/language-detector

Language Detection Library for Java

Primary LanguageJavaApache License 2.0Apache-2.0

language-detector

Build Status

Language Detection Library for Java

<dependency>
    <groupId>com.salesforce.transmogrifai</groupId>
    <artifactId>language-detector</artifactId>
    <version>0.0.1</version>
</dependency>

Language Support

71 Built-in Language Profiles

  1. af Afrikaans
  2. an Aragonese
  3. ar Arabic
  4. ast Asturian
  5. be Belarusian
  6. br Breton
  7. ca Catalan
  8. bg Bulgarian
  9. bn Bengali
  10. cs Czech
  11. cy Welsh
  12. da Danish
  13. de German
  14. el Greek
  15. en English
  16. es Spanish
  17. et Estonian
  18. eu Basque
  19. fa Persian
  20. fi Finnish
  21. fr French
  22. ga Irish
  23. gl Galician
  24. gu Gujarati
  25. he Hebrew
  26. hi Hindi
  27. hr Croatian
  28. ht Haitian
  29. hu Hungarian
  30. id Indonesian
  31. is Icelandic
  32. it Italian
  33. ja Japanese
  34. km Khmer
  35. kn Kannada
  36. ko Korean
  37. lt Lithuanian
  38. lv Latvian
  39. mk Macedonian
  40. ml Malayalam
  41. mr Marathi
  42. ms Malay
  43. mt Maltese
  44. ne Nepali
  45. nl Dutch
  46. no Norwegian
  47. oc Occitan
  48. pa Punjabi
  49. pl Polish
  50. pt Portuguese
  51. ro Romanian
  52. ru Russian
  53. sk Slovak
  54. sl Slovene
  55. so Somali
  56. sq Albanian
  57. sr Serbian
  58. sv Swedish
  59. sw Swahili
  60. ta Tamil
  61. te Telugu
  62. th Thai
  63. tl Tagalog
  64. tr Turkish
  65. uk Ukrainian
  66. ur Urdu
  67. vi Vietnamese
  68. wa Walloon
  69. yi Yiddish
  70. zh-cn Simplified Chinese
  71. zh-tw Traditional Chinese

User danielnaber has made available a profile for Esperanto on his website, see open tasks.

There are two kinds of profiles. The standard ones created from Wikipedia articles and similar. And the "short text" profiles created from Twitter tweets. Fewer language profiles exist for the short text, more would be available, see optimaize#57

Other Languages

You can create a language profile for your own language easily. See https://github.com/optimaize/language-detector/blob/master/src/main/resources/README.md

How it Works

The software uses language profiles which were created based on common text for each language. N-grams http://en.wikipedia.org/wiki/N-gram were then extracted from that text, and that's what is stored in the profiles.

When trying to figure out in what language a certain text is written, the program goes through the same process: It creates the same kind of n-grams of the input text. Then it compares the relative frequency of them, and finds the language that matches best.

Challenges

This software does not work as well when the input text to analyze is short, or unclean. For example tweets.
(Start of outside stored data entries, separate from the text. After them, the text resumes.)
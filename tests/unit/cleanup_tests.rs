/*!
 * Tests for reply cleanup through the public API
 */

use mantra::translation::clean_reply;

#[test]
fn test_clean_reply_with_primed_object_should_yield_value() {
    assert_eq!(clean_reply("{'translated':'Hello'}"), "Hello");
}

#[test]
fn test_clean_reply_with_extra_braces_should_yield_value() {
    assert_eq!(clean_reply("{'translated':'Hello'}}"), "Hello");
}

#[test]
fn test_clean_reply_with_placeholders_should_keep_markers() {
    let raw = "<|1|>So embarrassing…\\n<|2|>Are you okay!?'";
    assert_eq!(clean_reply(raw), "<|1|>So embarrassing…\\n<|2|>Are you okay!?");
}

#[test]
fn test_clean_reply_applied_twice_should_equal_once() {
    for raw in ["{'translated':'Hi'}", "Hi'", "  {'translated':'It\\'s'} ", "plain"] {
        let once = clean_reply(raw);
        assert_eq!(clean_reply(&once), once);
    }
}

#[test]
fn test_clean_reply_with_inner_braces_should_drop_them() {
    assert_eq!(clean_reply("a {b} c'"), "a {b c");
}
/*!
 * Rolling conversation window.
 *
 * The window carries the few-shot pair followed by prior exchanges. It never
 * stores the system message; that is prepended when a request is built.
 */

use crate::providers::{ChatMessage, Role};
use crate::translation::prompts::FewShotPair;

/// Bounded, ordered list of chat turns carried between requests
#[derive(Debug, Clone, Default, PartialEq)]
pub struct ConversationWindow {
    messages: Vec<ChatMessage>,
}

impl ConversationWindow {
    /// Window holding only the few-shot example exchange
    pub fn seeded(sample: &FewShotPair) -> Self {
        Self {
            messages: vec![
                ChatMessage::user(sample.user.clone()),
                ChatMessage::assistant(sample.assistant.clone()),
            ],
        }
    }

    pub fn push(&mut self, message: ChatMessage) {
        self.messages.push(message);
    }

    pub fn pop(&mut self) -> Option<ChatMessage> {
        self.messages.pop()
    }

    /// Drop the oldest messages until at most `max` remain, returning them
    pub fn trim_to(&mut self, max: usize) -> Vec<ChatMessage> {
        if self.messages.len() <= max {
            return Vec::new();
        }
        let excess = self.messages.len() - max;
        self.messages.drain(..excess).collect()
    }

    /// Put messages evicted by [`trim_to`](Self::trim_to) back in front
    pub fn restore_front(&mut self, evicted: Vec<ChatMessage>) {
        if !evicted.is_empty() {
            self.messages.splice(0..0, evicted);
        }
    }

    /// System message followed by every window message
    pub fn with_system(&self, system: ChatMessage) -> Vec<ChatMessage> {
        let mut messages = Vec::with_capacity(self.messages.len() + 1);
        messages.push(system);
        messages.extend(self.messages.iter().cloned());
        messages
    }

    pub fn messages(&self) -> &[ChatMessage] {
        &self.messages
    }

    pub fn last(&self) -> Option<&ChatMessage> {
        self.messages.last()
    }

    pub fn len(&self) -> usize {
        self.messages.len()
    }

    pub fn is_empty(&self) -> bool {
        self.messages.is_empty()
    }

    /// Number of messages with the given role
    pub fn count_role(&self, role: Role) -> usize {
        self.messages.iter().filter(|m| m.role == role).count()
    }
}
When a text is written in multiple languages, the default algorithm of this software is not appropriate. You can try to split the text (by sentence or paragraph) and detect the individual parts. Running the language guesser on the whole text will just tell you the language that is most dominant, in the best case.

This software cannot handle it well when the input text is in none of the expected (and supported) languages. For example if you only load the language profiles from English and German, but the text is written in French, the program may pick the more likely one, or say it doesn't know. (An improvement would be to clearly detect that it's unlikely one of the supported languages.)

If you are looking for a language detector / language guesser library in Java, this seems to be the best open source library you can get at this time. If it doesn't need to be Java, you may want to take a look at https://code.google.com/p/cld2/

How to Use

Language Detection for your Text

//load all languages:
List<LanguageProfile> languageProfiles = new LanguageProfileReader().readAllBuiltIn();

//build language detector:
LanguageDetector languageDetector = LanguageDetectorBuilder.create(NgramExtractors.standard())
        .withProfiles(languageProfiles)
        .build();

//create a text object factory
TextObjectFactory textObjectFactory = CommonTextObjectFactories.forDetectingOnLargeText();

//query:
TextObject textObject = textObjectFactory.forText("my text");
Optional<LdLocale> lang = languageDetector.detect(textObject);

Creating Language Profiles for your Training Text

See https://github.com/optimaize/language-detector/wiki/Creating-Language-Profiles

How You Can Help

If your language is not supported yet, then you can provide clean "training text", that is, common text written in your language. The text should be fairly long (a couple of pages at the very least). If you can provide that, please open a ticket.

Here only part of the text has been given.